## Source material

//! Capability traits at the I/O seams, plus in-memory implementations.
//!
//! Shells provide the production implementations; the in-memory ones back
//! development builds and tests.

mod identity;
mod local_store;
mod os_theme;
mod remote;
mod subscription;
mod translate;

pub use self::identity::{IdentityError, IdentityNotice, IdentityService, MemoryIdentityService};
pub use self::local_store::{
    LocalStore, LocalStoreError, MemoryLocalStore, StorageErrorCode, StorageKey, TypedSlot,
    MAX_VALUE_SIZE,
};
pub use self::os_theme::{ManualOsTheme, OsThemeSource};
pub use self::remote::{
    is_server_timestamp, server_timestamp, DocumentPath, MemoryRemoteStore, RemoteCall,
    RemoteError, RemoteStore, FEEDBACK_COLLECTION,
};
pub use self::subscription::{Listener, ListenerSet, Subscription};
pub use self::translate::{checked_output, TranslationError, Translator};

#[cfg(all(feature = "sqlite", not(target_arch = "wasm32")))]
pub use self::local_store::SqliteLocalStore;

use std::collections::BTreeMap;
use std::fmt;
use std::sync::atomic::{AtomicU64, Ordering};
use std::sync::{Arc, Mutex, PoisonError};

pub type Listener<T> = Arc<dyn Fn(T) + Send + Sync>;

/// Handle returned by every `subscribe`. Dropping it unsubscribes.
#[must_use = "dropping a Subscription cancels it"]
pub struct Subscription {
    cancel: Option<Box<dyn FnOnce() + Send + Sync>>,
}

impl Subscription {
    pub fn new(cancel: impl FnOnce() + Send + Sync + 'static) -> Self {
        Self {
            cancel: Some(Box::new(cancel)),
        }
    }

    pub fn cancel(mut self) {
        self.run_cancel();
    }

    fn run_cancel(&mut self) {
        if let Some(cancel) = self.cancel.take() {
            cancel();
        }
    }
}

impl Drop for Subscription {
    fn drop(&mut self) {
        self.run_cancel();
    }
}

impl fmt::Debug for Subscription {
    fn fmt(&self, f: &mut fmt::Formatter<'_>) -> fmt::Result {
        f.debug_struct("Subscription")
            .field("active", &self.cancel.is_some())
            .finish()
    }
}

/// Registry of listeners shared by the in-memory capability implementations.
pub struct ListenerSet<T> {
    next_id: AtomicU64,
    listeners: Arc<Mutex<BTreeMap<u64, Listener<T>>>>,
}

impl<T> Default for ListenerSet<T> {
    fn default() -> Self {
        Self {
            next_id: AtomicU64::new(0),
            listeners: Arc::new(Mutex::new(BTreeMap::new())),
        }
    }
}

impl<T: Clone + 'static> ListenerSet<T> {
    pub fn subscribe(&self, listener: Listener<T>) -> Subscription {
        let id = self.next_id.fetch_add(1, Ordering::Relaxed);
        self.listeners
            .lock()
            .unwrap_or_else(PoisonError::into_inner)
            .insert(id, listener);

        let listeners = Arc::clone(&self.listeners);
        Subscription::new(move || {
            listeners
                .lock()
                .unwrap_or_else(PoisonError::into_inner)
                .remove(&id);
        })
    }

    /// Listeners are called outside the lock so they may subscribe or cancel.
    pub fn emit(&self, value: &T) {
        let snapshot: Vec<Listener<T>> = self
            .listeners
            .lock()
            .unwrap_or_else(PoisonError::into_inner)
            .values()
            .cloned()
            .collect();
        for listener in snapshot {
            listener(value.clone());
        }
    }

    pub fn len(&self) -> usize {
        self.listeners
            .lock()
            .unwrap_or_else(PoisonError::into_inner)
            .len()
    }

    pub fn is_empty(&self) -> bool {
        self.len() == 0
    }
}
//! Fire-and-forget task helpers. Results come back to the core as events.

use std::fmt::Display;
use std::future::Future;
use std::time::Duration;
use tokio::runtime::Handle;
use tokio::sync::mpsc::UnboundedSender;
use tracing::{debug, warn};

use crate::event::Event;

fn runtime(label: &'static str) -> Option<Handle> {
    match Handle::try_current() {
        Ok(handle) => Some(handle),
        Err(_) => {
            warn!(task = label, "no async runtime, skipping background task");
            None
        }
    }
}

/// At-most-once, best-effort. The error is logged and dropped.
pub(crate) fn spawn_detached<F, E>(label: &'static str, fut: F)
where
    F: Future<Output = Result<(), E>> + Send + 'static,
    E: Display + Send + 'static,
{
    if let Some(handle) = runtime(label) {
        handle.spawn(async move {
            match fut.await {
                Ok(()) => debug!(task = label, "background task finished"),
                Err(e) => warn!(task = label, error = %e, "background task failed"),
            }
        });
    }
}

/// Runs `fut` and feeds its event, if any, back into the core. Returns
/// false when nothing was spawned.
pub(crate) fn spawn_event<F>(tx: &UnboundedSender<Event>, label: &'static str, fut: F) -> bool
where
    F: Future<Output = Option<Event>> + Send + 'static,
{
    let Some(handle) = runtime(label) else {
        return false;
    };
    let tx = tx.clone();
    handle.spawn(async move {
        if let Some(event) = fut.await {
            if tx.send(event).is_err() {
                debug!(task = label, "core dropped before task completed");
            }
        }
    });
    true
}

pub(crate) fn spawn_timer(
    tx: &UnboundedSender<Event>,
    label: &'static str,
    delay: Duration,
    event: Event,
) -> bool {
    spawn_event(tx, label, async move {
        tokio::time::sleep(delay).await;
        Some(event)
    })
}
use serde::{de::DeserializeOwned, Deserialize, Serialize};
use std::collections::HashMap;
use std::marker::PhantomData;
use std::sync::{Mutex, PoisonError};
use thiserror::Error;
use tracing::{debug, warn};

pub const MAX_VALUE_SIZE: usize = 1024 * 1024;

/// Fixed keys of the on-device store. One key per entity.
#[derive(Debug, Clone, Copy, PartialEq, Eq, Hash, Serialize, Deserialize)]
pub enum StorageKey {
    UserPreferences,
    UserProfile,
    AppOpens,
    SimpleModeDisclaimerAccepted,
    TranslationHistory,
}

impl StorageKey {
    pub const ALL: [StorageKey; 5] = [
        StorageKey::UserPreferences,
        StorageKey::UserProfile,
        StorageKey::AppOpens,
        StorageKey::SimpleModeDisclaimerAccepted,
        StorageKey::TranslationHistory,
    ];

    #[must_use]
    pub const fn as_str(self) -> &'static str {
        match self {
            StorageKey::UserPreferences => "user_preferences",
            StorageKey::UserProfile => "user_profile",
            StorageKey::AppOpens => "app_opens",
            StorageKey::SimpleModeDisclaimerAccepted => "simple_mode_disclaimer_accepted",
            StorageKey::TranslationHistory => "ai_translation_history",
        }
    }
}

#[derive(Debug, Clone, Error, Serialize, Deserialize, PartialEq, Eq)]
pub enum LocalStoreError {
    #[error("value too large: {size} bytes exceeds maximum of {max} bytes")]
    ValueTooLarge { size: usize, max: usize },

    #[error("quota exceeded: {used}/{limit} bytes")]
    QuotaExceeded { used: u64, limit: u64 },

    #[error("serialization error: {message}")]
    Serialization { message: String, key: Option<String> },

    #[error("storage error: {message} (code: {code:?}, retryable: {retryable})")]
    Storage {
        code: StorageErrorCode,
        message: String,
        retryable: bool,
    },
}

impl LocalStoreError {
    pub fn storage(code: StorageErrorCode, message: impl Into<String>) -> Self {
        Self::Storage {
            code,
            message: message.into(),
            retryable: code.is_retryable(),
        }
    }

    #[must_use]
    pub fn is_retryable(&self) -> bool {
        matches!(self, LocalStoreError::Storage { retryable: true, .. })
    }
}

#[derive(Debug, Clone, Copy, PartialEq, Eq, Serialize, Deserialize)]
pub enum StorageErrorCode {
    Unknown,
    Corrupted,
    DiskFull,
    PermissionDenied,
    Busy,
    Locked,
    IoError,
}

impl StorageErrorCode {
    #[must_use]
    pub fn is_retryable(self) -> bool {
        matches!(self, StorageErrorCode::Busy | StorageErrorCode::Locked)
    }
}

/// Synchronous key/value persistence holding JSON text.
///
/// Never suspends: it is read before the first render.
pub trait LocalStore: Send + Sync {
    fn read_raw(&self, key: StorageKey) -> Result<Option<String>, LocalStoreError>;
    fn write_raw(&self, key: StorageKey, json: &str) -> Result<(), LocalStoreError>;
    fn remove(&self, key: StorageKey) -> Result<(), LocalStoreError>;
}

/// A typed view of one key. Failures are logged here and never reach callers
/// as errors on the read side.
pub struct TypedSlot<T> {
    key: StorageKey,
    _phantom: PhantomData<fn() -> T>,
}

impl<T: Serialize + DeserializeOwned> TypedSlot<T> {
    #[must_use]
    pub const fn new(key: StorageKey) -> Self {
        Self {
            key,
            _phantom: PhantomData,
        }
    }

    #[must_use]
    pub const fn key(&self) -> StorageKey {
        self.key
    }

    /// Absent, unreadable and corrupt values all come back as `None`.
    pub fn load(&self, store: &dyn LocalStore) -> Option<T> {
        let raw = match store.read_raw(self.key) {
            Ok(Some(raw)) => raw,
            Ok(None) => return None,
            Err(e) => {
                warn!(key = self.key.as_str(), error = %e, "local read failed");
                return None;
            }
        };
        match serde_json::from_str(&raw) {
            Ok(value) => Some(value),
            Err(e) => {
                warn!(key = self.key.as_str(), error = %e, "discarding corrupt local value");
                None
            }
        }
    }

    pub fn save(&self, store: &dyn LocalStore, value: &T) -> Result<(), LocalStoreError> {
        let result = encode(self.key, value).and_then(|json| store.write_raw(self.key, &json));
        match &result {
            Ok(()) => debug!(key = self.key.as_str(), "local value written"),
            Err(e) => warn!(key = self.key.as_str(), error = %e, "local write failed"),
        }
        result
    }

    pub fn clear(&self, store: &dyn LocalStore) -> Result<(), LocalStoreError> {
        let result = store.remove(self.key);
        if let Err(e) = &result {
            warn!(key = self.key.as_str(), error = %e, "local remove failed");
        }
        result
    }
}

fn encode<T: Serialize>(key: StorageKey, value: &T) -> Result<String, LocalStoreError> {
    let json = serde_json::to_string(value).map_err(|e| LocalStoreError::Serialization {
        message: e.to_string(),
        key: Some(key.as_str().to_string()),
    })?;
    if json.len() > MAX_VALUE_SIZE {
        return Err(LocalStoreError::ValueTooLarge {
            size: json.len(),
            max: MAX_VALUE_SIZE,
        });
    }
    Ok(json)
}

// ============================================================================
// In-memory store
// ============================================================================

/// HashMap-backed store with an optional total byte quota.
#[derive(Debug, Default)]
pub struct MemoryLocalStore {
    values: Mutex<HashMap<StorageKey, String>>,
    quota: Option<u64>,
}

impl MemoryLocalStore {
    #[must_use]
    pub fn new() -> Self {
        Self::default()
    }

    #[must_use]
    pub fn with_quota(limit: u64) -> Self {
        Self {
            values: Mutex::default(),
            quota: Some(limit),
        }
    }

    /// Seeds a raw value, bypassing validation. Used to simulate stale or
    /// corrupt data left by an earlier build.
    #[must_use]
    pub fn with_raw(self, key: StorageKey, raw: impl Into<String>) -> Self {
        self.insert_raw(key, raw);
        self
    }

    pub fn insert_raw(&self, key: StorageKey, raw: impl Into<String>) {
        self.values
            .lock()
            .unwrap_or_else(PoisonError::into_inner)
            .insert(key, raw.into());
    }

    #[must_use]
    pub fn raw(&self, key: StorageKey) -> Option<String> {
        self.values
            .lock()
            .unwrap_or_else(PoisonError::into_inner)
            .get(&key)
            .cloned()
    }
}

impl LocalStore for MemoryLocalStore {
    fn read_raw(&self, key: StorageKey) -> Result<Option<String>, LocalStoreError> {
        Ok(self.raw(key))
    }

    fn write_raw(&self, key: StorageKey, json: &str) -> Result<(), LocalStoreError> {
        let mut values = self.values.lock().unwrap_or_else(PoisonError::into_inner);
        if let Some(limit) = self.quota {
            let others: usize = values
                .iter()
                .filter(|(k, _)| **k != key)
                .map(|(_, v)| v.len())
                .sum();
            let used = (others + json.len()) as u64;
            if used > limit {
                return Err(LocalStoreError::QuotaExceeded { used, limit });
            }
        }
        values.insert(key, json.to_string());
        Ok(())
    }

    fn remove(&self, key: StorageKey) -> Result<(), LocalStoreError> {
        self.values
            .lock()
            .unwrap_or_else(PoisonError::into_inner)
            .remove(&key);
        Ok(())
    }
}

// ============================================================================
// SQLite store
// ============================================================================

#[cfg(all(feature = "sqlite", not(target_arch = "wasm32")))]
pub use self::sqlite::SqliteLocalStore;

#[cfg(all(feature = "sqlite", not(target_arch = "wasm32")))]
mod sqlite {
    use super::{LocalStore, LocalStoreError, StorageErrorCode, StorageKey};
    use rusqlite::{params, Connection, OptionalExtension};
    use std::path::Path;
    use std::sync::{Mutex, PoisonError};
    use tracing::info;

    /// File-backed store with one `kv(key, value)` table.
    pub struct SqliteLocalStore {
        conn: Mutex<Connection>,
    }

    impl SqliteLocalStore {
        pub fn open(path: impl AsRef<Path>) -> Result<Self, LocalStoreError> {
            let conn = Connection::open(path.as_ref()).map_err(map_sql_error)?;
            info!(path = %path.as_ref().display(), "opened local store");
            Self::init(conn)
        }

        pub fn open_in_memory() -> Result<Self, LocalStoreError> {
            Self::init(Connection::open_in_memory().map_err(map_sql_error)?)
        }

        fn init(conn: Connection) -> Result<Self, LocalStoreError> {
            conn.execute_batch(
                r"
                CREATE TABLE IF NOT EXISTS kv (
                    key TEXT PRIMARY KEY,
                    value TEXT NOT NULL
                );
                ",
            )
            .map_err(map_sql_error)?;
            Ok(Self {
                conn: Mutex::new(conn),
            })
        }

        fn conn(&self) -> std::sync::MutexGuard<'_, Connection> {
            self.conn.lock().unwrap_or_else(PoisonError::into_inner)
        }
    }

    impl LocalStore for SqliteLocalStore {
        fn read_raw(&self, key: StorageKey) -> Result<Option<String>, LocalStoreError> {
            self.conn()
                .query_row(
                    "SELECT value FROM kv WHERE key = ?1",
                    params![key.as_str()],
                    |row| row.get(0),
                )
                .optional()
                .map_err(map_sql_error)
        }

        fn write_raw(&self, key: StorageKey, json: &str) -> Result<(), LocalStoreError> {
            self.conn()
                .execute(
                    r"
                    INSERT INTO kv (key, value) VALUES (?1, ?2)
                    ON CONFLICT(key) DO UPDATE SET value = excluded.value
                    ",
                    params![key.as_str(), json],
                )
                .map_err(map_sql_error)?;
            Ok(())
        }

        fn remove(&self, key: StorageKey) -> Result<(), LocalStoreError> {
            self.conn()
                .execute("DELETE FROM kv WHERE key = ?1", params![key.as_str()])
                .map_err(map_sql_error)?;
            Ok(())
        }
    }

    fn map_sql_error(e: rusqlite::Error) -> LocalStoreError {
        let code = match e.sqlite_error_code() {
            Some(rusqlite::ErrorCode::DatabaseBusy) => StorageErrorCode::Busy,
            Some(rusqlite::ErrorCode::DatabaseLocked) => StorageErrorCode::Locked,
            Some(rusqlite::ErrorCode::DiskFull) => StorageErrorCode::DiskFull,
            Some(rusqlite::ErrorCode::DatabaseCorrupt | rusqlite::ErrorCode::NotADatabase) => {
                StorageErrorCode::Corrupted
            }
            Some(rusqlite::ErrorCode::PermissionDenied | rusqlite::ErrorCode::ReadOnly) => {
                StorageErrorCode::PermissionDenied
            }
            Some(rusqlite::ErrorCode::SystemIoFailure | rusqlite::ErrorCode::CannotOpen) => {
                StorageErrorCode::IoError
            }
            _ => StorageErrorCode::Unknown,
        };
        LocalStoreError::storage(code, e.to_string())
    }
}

## Exercise details
Among the records, find each line where the word "message" occurs, and copy it.

## Solution below
    #[error("serialization error: {message}")]
    Serialization { message: String, key: Option<String> },
    #[error("storage error: {message} (code: {code:?}, retryable: {retryable})")]
        message: String,
    pub fn storage(code: StorageErrorCode, message: impl Into<String>) -> Self {
            message: message.into(),
        message: e.to_string(),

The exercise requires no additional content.